A partire dalla Conferenza di Pechino del 1995 negli ultimi decenni si è consolidata la tematica delle “gender issues” nelle organizzazioni delle Nazioni Unite e in altri meccanismi internazionali e sono, ormai, numerosi a livello globale gli organismi dedicati alle problematiche di genere. Tuttavia, a fronte della produzione di risoluzioni e raccomandazioni (ultima la risoluzione della Commission on the Status of Womenorganismo dell’ECOSOC Comitato Economico e Sociale – che nella sessione del 14-24 marzo 2022 pubblica “Achieving gender equality and the empowerment of all women and girls in the context of climate change, environmental and disaster risk reduction policies and programmes”) non pare che si stia delineando con chiarezza quali siano gli interventi su scala globale e a livello degli stati nazionali suggeriti per affrontare il nodo cruciale della diversa intensità e qualità degli effetti della crisi climatica e dell’inquinamento sulle donne. Lo stesso problema si presenta nel Millennium Development Goals dove la sostenibilità degli obiettivi con difficoltà viene declinata in base al genere se non per ribadire la necessità di superare il “gap”.

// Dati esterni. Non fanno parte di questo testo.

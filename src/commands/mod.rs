//! # CLI Subcommands
//!
//! Contains modules that run the subcommands.

pub mod scan;
pub mod fat;
pub mod ntfs;
pub mod carve;
pub mod chunk;
pub mod completions;

use std::str::FromStr;
use log::error;
use crate::img::Image;
use crate::DYNERR;

#[derive(thiserror::Error,Debug)]
pub enum CommandError {
    #[error("Command could not be interpreted")]
    InvalidCommand,
    #[error("One of the parameters was out of range")]
    OutOfRange,
    #[error("File not found")]
    FileNotFound
}

/// Open the image named by `-f`, failing up front when the file is missing.
pub(crate) fn get_image(cmd: &clap::ArgMatches) -> Result<(String,Box<dyn Image>),DYNERR> {
    let path = cmd.get_one::<String>("file").expect("file argument is required").clone();
    if !std::path::Path::new(&path).is_file() {
        error!("File {} cannot be opened for reading",path);
        return Err(Box::new(CommandError::FileNotFound));
    }
    Ok((path.clone(),crate::open_image(&path)?))
}

/// parse a numeric option, with a default when absent
pub(crate) fn get_u64(cmd: &clap::ArgMatches,id: &str,default: u64) -> Result<u64,DYNERR> {
    match cmd.get_one::<String>(id) {
        Some(s) => Ok(u64::from_str(s)?),
        None => Ok(default)
    }
}
//! # Command Line Interface
//!
//! Dispatch commands to `commands` module.

use env_logger;
#[cfg(windows)]
use colored;
use dfkit::commands;
use dfkit::commands::CommandError;
mod cli;

fn main() -> Result<(),Box<dyn std::error::Error>>
{
    env_logger::Builder::from_env(env_logger::Env::default().default_filter_or("warn")).init();
    #[cfg(windows)]
    colored::control::set_virtual_terminal(true).unwrap();

    let main_cmd = cli::build_cli();
    let matches = main_cmd.get_matches();

    // Completions

    if let Some(cmd) = matches.subcommand_matches("completions") {
        return commands::completions::generate(cli::build_cli(),cmd);
    }

    // Identify the partition scheme and list partitions

    if let Some(cmd) = matches.subcommand_matches("scan") {
        return commands::scan::scan(cmd);
    }

    // Print loopback mount plans

    if let Some(cmd) = matches.subcommand_matches("mount") {
        return commands::scan::mount(cmd);
    }

    // List a FAT directory

    if let Some(cmd) = matches.subcommand_matches("catalog") {
        return commands::fat::catalog(cmd);
    }

    // Classify and recover deleted FAT files

    if let Some(cmd) = matches.subcommand_matches("recover") {
        return commands::fat::recover(cmd);
    }

    // Pretty-print one MFT entry

    if let Some(cmd) = matches.subcommand_matches("record") {
        return commands::ntfs::record(cmd);
    }

    // Extract a file or directory from NTFS

    if let Some(cmd) = matches.subcommand_matches("extract") {
        return commands::ntfs::extract(cmd);
    }

    // MAC times from an MFT stream

    if let Some(cmd) = matches.subcommand_matches("timeline") {
        return commands::ntfs::timeline(cmd);
    }

    // Search sectors for known file types

    if let Some(cmd) = matches.subcommand_matches("carve") {
        return commands::carve::carve(cmd);
    }

    // Display or pipe raw sectors

    if let Some(cmd) = matches.subcommand_matches("chunk") {
        return commands::chunk::chunk(cmd);
    }

    log::error!("No subcommand was found, try `dfkit --help`");
    return Err(Box::new(CommandError::InvalidCommand));
}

In risposta alla crisi pandemica, l’Europa si è mossa bene con il Next Generation EU ma l’Half of it – ovvero la proposta di destinazione del 50% delle risorse alle donne lanciata da alcune forze parlamentari europee – non ha trovato che assenso di facciata. Ad oggi, nei provvedimenti attuativi, tale “visione di genere” si rintraccia con difficoltà specie nell’ottica della cosiddetta sostenibilità che, anzi, di fronte alla guerra in atto, viene pericolosamente messa in discussione. Il PNRR sembra scolorarsi sempre più…

L’espressione “transizione ecologica” è oggi usata per definire la trasformazione necessaria verso un modello di società e di utilizzo delle risorse che consenta di raggiungere gli obiettivi dell’Accordo di Parigi e dell’Agenda 2030, affinché il riscaldamento globale non superi gli 1.5° C rispetto ai livelli preindustriali. In Europa, e quindi in Italia, l’impegno è di ridurre le emissioni del 55% (rispetto al 1990) nel 2030 e la neutralità carbonica entro il 2050.

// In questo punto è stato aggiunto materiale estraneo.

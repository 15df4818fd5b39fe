//! ### FAT subcommands
//!
//! `catalog` lists a directory on a FAT volume, root by default or any
//! directory given its first cluster.  `recover` lists the deleted entries of
//! a directory, classifies them, and writes out whatever the heuristics can
//! reconstruct.

use std::path::Path;
use log::warn;
use crate::fs::fat::{pack,recover,Disk};
use crate::fs::fat::directory::{Directory,FileEntry};
use crate::STDRESULT;

fn entry_line(fe: &FileEntry) -> String {
    let attrs = match fe.attributes() {
        Some(a) => pack::attr_string(a),
        None => "......".to_string()
    };
    let size = match fe.directory() {
        true => "<DIR>".to_string(),
        false => fe.file_size().unwrap_or(0).to_string()
    };
    let prefix = match fe.is_deleted() {
        true => "<DEL> ",
        false => ""
    };
    let name = match (fe.long_filename(),fe.short_filename()) {
        (Some(long),Some(short)) => format!("{} ({})",long,short),
        (Some(long),None) => long,
        (None,Some(short)) => short,
        _ => "<empty>".to_string()
    };
    format!("{} {:>10} {:>8} {}{}",attrs,size,fe.start_cluster().unwrap_or(0),prefix,name)
}

pub fn catalog(cmd: &clap::ArgMatches) -> STDRESULT {
    let (_path,img) = super::get_image(cmd)?;
    let offset = super::get_u64(cmd,"offset",0)?;
    let mut disk = Disk::from_img(img,offset)?;
    let boot = disk.boot_sector();
    println!("Volume type {} serial {:08X}",boot.fs_type_string(),boot.serial());
    println!("Total sectors: {}",boot.tot_sec());
    let dir: Directory;
    match cmd.get_one::<String>("cluster") {
        Some(s) => {
            let cluster = s.parse::<u64>()?;
            dir = disk.directory_at(cluster)?;
            println!("Directory at cluster {}",cluster);
        },
        None => {
            let (label,root) = disk.root_directory()?;
            println!("Volume label: {}",label);
            dir = root;
        }
    }
    for fe in dir.iter() {
        let stamp = match (fe.modify_date(),fe.modify_time()) {
            (Some(d),Some(t)) => format!("{} {} ",d.format("%Y-%m-%d"),t.format("%H:%M:%S")),
            _ => "                    ".to_string()
        };
        println!("{}{}",stamp,entry_line(fe));
    }
    println!("{} entries",dir.entries());
    Ok(())
}

pub fn recover(cmd: &clap::ArgMatches) -> STDRESULT {
    let (_path,img) = super::get_image(cmd)?;
    let offset = super::get_u64(cmd,"offset",0)?;
    let cluster = super::get_u64(cmd,"cluster",0)?;
    let out_dir = match cmd.get_one::<String>("dir") {
        Some(d) => d.clone(),
        None => ".".to_string()
    };
    let mut disk = Disk::from_img(img,offset)?;
    let dir = match cluster {
        0 => disk.root_directory()?.1,
        c => disk.directory_at(c)?
    };
    let hi_guess = super::get_u64(cmd,"hiword",cluster/65536)?;
    let cfg = recover::RecoveryConfig {
        veto_all_zero_clusters: !cmd.get_flag("keep-zero-clusters"),
        veto_all_zero_ram_slack: !cmd.get_flag("keep-zero-slack"),
        hi_word_strategy: match cmd.get_one::<String>("strategy").map(|s| s.as_str()) {
            Some("hint") => recover::HiWordStrategy::SingleHint,
            Some("next") => recover::HiWordStrategy::HintThenNext,
            _ => recover::HiWordStrategy::Exhaustive
        }
    };
    let mut total = 0;
    let mut examined = 0;
    for fe in dir.iter() {
        if !fe.is_deleted() {
            continue;
        }
        examined += 1;
        println!("{}",entry_line(fe));
        if fe.has_short_filename() {
            println!("\tDefinitelyNotRecoverable: {}",recover::definitely_not_recoverable(&mut disk,fe)?);
            println!("\tDefinitelyRecoverable: {}",recover::definitely_recoverable(&mut disk,fe)?);
        }
        match recover::recover_file(&mut disk,fe,Path::new(&out_dir),hi_guess,&cfg) {
            Ok(n) => total += n,
            Err(e) => warn!("recovery attempt failed: {}",e)
        }
    }
    println!("{} deleted entries examined, {} candidate files written",examined,total);
    Ok(())
}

In questo quadro appare da dati consolidati – rafforzati dalla situazione creata dalla pandemia – che l’unica possibilità reale che si realizzi tale transizione ecologica è l’abbandono di ogni approccio “gender neutral” nelle politiche economiche. Basti citare i differenti impatti nella morbilità del Covid e il diverso ruolo che le donne possono avere nella trasformazione dell’organizzazione del tempo di vita e di lavoro: medicina di genere e smart-working non sono ancora diventati capitoli nell’agenda reale del governo ma è ora che essi cessino di essere discussione di principi astratti.

È questo che rende reale la rivendicazione di giustizia climatica al di là del rapporto nord-sud del mondo. La povertà energetica, ad esempio, colpisce in maniera differenziata uomini e donne così come la trasformazione del vivere urbano, di cui si va sempre più discutendo, risulterebbe sterile senza la visione che di questa trasformazione le donne possono e devono dare.

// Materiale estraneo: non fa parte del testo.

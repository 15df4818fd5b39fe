//! ### Index Entries and INDX Buffers
//!
//! A directory's filename index ($I30) is a B-tree.  Small directories fit
//! entirely in the resident $90 INDEX_ROOT; larger ones spill into fixed-size
//! INDX buffers located by the $A0 INDEX_ALLOCATION runs, with the $B0 bitmap
//! tracking which buffers are live.
//!
//! Index entries carry the same key layout as the $30 FILE_NAME attribute, so
//! that decoder is reused here.  Non-leaf entries append the child node's VCN
//! in their last 8 bytes.

use log::warn;
use super::attr::FileNameAttr;
use super::mft::apply_fixup;
use crate::bios::bytes::u_le;
use crate::DYNERR;

const INDX_SIGNATURE: &[u8;4] = b"INDX";

/// entry flag bit 0: entry has a child node
pub const HAS_CHILD: u8 = 0x01;
/// entry flag bit 1: last entry of the node
pub const IS_LAST: u8 = 0x02;

/// One index entry, from either the index root or an INDX buffer.
pub struct IndexEntry {
    mft_ref: u64,
    pub total_length: u16,
    pub record_length: u16,
    pub flags: u8,
    /// the $30 key; the terminating entry of a node has none
    pub key: Option<FileNameAttr>,
    pub child_vcn: Option<u64>
}

impl IndexEntry {
    pub fn from_bytes(buf: &[u8],offset: usize) -> Result<Self,DYNERR> {
        if offset + 16 > buf.len() {
            return Err(Box::new(crate::fs::Error::Corrupt));
        }
        let mft_ref = u_le(buf,offset,8);
        let total_length = u_le(buf,offset+8,2) as u16;
        let record_length = u_le(buf,offset+10,2) as u16;
        let flags = buf[offset+12];
        if total_length < 16 || offset + total_length as usize > buf.len() {
            return Err(Box::new(crate::fs::Error::Corrupt));
        }
        let key = match record_length {
            0 => None,
            _ => match FileNameAttr::from_bytes(&buf[offset+16..offset+total_length as usize]) {
                Ok(key) => Some(key),
                Err(_) => {
                    warn!("index entry at {} has an undecodable key",offset);
                    None
                }
            }
        };
        let child_vcn = match flags & HAS_CHILD {
            0 => None,
            _ => Some(u_le(buf,offset + total_length as usize - 8,8))
        };
        Ok(Self {
            mft_ref,
            total_length,
            record_length,
            flags,
            key,
            child_vcn
        })
    }
    /// 48-bit MFT number of the indexed file
    pub fn mft(&self) -> u64 {
        self.mft_ref & 0x0000_ffff_ffff_ffff
    }
    pub fn sequence_number(&self) -> u16 {
        (self.mft_ref >> 48) as u16
    }
    pub fn has_child(&self) -> bool {
        self.flags & HAS_CHILD != 0
    }
    pub fn is_last(&self) -> bool {
        self.flags & IS_LAST != 0
    }
    pub fn filename(&self) -> Option<&str> {
        self.key.as_ref().map(|k| k.name())
    }
}

/// One INDX buffer with the fixup already applied and its entries decoded.
pub struct IndxBuffer {
    pub lsn: u64,
    pub vcn: u64,
    pub logical_size: u32,
    pub physical_size: u32,
    node_flags: u32,
    pub entries: Vec<IndexEntry>
}

impl IndxBuffer {
    /// Decode an index buffer (4096 bytes in the usual case).  Validates the
    /// "INDX" signature and applies the per-sector fixup exactly as for MFT
    /// records.
    pub fn from_bytes(mut buf: Vec<u8>) -> Result<Self,DYNERR> {
        if buf.len() < 42 || &buf[0..4] != INDX_SIGNATURE {
            return Err(Box::new(crate::fs::Error::InvalidSignature));
        }
        let usa_offset = u_le(&buf,4,2) as usize;
        let usa_size = u_le(&buf,6,2) as usize;
        apply_fixup(&mut buf,usa_offset,usa_size)?;
        let lsn = u_le(&buf,8,8);
        let vcn = u_le(&buf,16,8);
        let offset_to_entries = u_le(&buf,24,4) as usize;
        let logical_size = u_le(&buf,28,4) as u32;
        let physical_size = u_le(&buf,32,4) as u32;
        let node_flags = u_le(&buf,36,4) as u32;
        // entry offsets are relative to the node header at byte 24
        let mut entries: Vec<IndexEntry> = Vec::new();
        let mut pos = 24 + offset_to_entries;
        let end = std::cmp::min(24 + logical_size as usize,buf.len());
        while pos + 16 <= end {
            let entry = IndexEntry::from_bytes(&buf,pos)?;
            let last = entry.is_last();
            pos += entry.total_length as usize;
            entries.push(entry);
            if last {
                break;
            }
        }
        Ok(Self {
            lsn,
            vcn,
            logical_size,
            physical_size,
            node_flags,
            entries
        })
    }
    pub fn is_leaf(&self) -> bool {
        self.node_flags & 0x01 == 0
    }
    pub fn has_children(&self) -> bool {
        self.node_flags & 0x01 != 0
    }
}

#[cfg(test)]
mod tests {
    use super::*;

    /// build a $30 key blob for an index entry
    pub fn filename_key(name: &str,parent: u64,directory: bool) -> Vec<u8> {
        let units: Vec<u16> = name.encode_utf16().collect();
        let mut key = vec![0u8;66 + 2*units.len()];
        key[0..8].copy_from_slice(&u64::to_le_bytes(parent | (1u64 << 48)));
        key[40..48].copy_from_slice(&u64::to_le_bytes(4096));
        key[48..56].copy_from_slice(&u64::to_le_bytes(2000));
        if directory {
            key[56..60].copy_from_slice(&u32::to_le_bytes(0x1000_0000));
        }
        key[64] = units.len() as u8;
        key[65] = 1;
        for (i,u) in units.iter().enumerate() {
            key[66+2*i..68+2*i].copy_from_slice(&u16::to_le_bytes(*u));
        }
        key
    }

    pub fn index_entry_bytes(mft: u64,name: &str,flags: u8,child_vcn: Option<u64>) -> Vec<u8> {
        let key = filename_key(name,5,false);
        let key_len = key.len();
        let mut total = 16 + key_len;
        total = (total + 7) & !7;
        if child_vcn.is_some() {
            total += 8;
        }
        let mut e = vec![0u8;total];
        e[0..8].copy_from_slice(&u64::to_le_bytes(mft | (1u64 << 48)));
        e[8..10].copy_from_slice(&u16::to_le_bytes(total as u16));
        e[10..12].copy_from_slice(&u16::to_le_bytes(key_len as u16));
        e[12] = flags;
        e[16..16+key_len].copy_from_slice(&key);
        if let Some(vcn) = child_vcn {
            e[total-8..total].copy_from_slice(&u64::to_le_bytes(vcn));
        }
        e
    }

    /// a last-entry terminator with no key
    pub fn last_entry_bytes() -> Vec<u8> {
        let mut e = vec![0u8;16];
        e[8..10].copy_from_slice(&u16::to_le_bytes(16));
        e[12] = IS_LAST;
        e
    }

    /// assemble a 4096-byte INDX buffer around the given entry stream
    pub fn indx_buffer(entries: &[Vec<u8>],vcn: u64) -> Vec<u8> {
        let mut buf = vec![0u8;4096];
        buf[0..4].copy_from_slice(b"INDX");
        buf[4..6].copy_from_slice(&u16::to_le_bytes(40));  // usa offset
        buf[6..8].copy_from_slice(&u16::to_le_bytes(9));   // usa size (8 sectors + sentinel)
        buf[16..24].copy_from_slice(&u64::to_le_bytes(vcn));
        buf[24..28].copy_from_slice(&u32::to_le_bytes(40)); // offset to entries, node-relative
        let mut pos = 64;
        for e in entries {
            buf[pos..pos+e.len()].copy_from_slice(e);
            pos += e.len();
        }
        buf[28..32].copy_from_slice(&u32::to_le_bytes((pos-24) as u32)); // logical size
        buf[32..36].copy_from_slice(&u32::to_le_bytes(4096-24));
        // sentinel and displaced tails
        buf[40..42].copy_from_slice(&[0x0d,0xf0]);
        for i in 1..9 {
            let tail = 512*i - 2;
            let displaced = [buf[tail],buf[tail+1]];
            buf[42+2*(i-1)..44+2*(i-1)].copy_from_slice(&displaced);
            buf[tail] = 0x0d;
            buf[tail+1] = 0xf0;
        }
        buf
    }

    #[test]
    fn indx_fixup_and_walk() {
        let entries = vec![
            index_entry_bytes(64,"alpha.txt",0,None),
            index_entry_bytes(65,"beta.txt",0,None),
            last_entry_bytes()
        ];
        let buf = indx_buffer(&entries,0);
        let indx = IndxBuffer::from_bytes(buf).expect("decode failed");
        assert!(indx.is_leaf());
        assert_eq!(indx.vcn,0);
        assert_eq!(indx.entries.len(),3);
        assert_eq!(indx.entries[0].mft(),64);
        assert_eq!(indx.entries[0].filename(),Some("alpha.txt"));
        assert_eq!(indx.entries[1].filename(),Some("beta.txt"));
        assert!(indx.entries[2].is_last());
        assert!(indx.entries[2].key.is_none());
    }

    #[test]
    fn indx_fixup_property() {
        // after fixup, every sector tail must equal the displaced bytes
        let entries = vec![last_entry_bytes()];
        let raw = indx_buffer(&entries,3);
        let mut displaced: Vec<[u8;2]> = Vec::new();
        for i in 1..9 {
            displaced.push([raw[42+2*(i-1)],raw[43+2*(i-1)]]);
        }
        let indx = IndxBuffer::from_bytes(raw).expect("decode failed");
        assert_eq!(indx.vcn,3);
        // the buffer was rebuilt internally, check via a fresh decode of entries
        assert_eq!(displaced.len(),8);
    }

    #[test]
    fn child_vcn_parsing() {
        let entries = vec![
            index_entry_bytes(64,"middle",HAS_CHILD,Some(7)),
            last_entry_bytes()
        ];
        let buf = indx_buffer(&entries,1);
        let indx = IndxBuffer::from_bytes(buf).expect("decode failed");
        assert!(indx.entries[0].has_child());
        assert_eq!(indx.entries[0].child_vcn,Some(7));
    }

    #[test]
    fn bad_signature() {
        let buf = vec![0u8;4096];
        assert!(IndxBuffer::from_bytes(buf).is_err());
    }
}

Molti sono gli elementi che depongono per una visione di genere della crisi climatica in atto. Alla ribalta del mondo oltre alle pandemie causate dallo spill-over dei patogeni animali all’interno della specie umana (siamo solo all’inizio), c’è anche la carestia e con essa il Cibo che ritorna ad essere uno strategico elemento per i rapporti di dominio nel mondo. Forse non è mai stato abbandonato, ma il cibo deve tornare e sta tornando nelle mani delle donne che vogliono determinarne la produzione e la trasformazione, pienamente consapevoli che i campi e la cucina non sono più luoghi di segregazione.

È solo una delle tante cose da fare e da fare in fretta.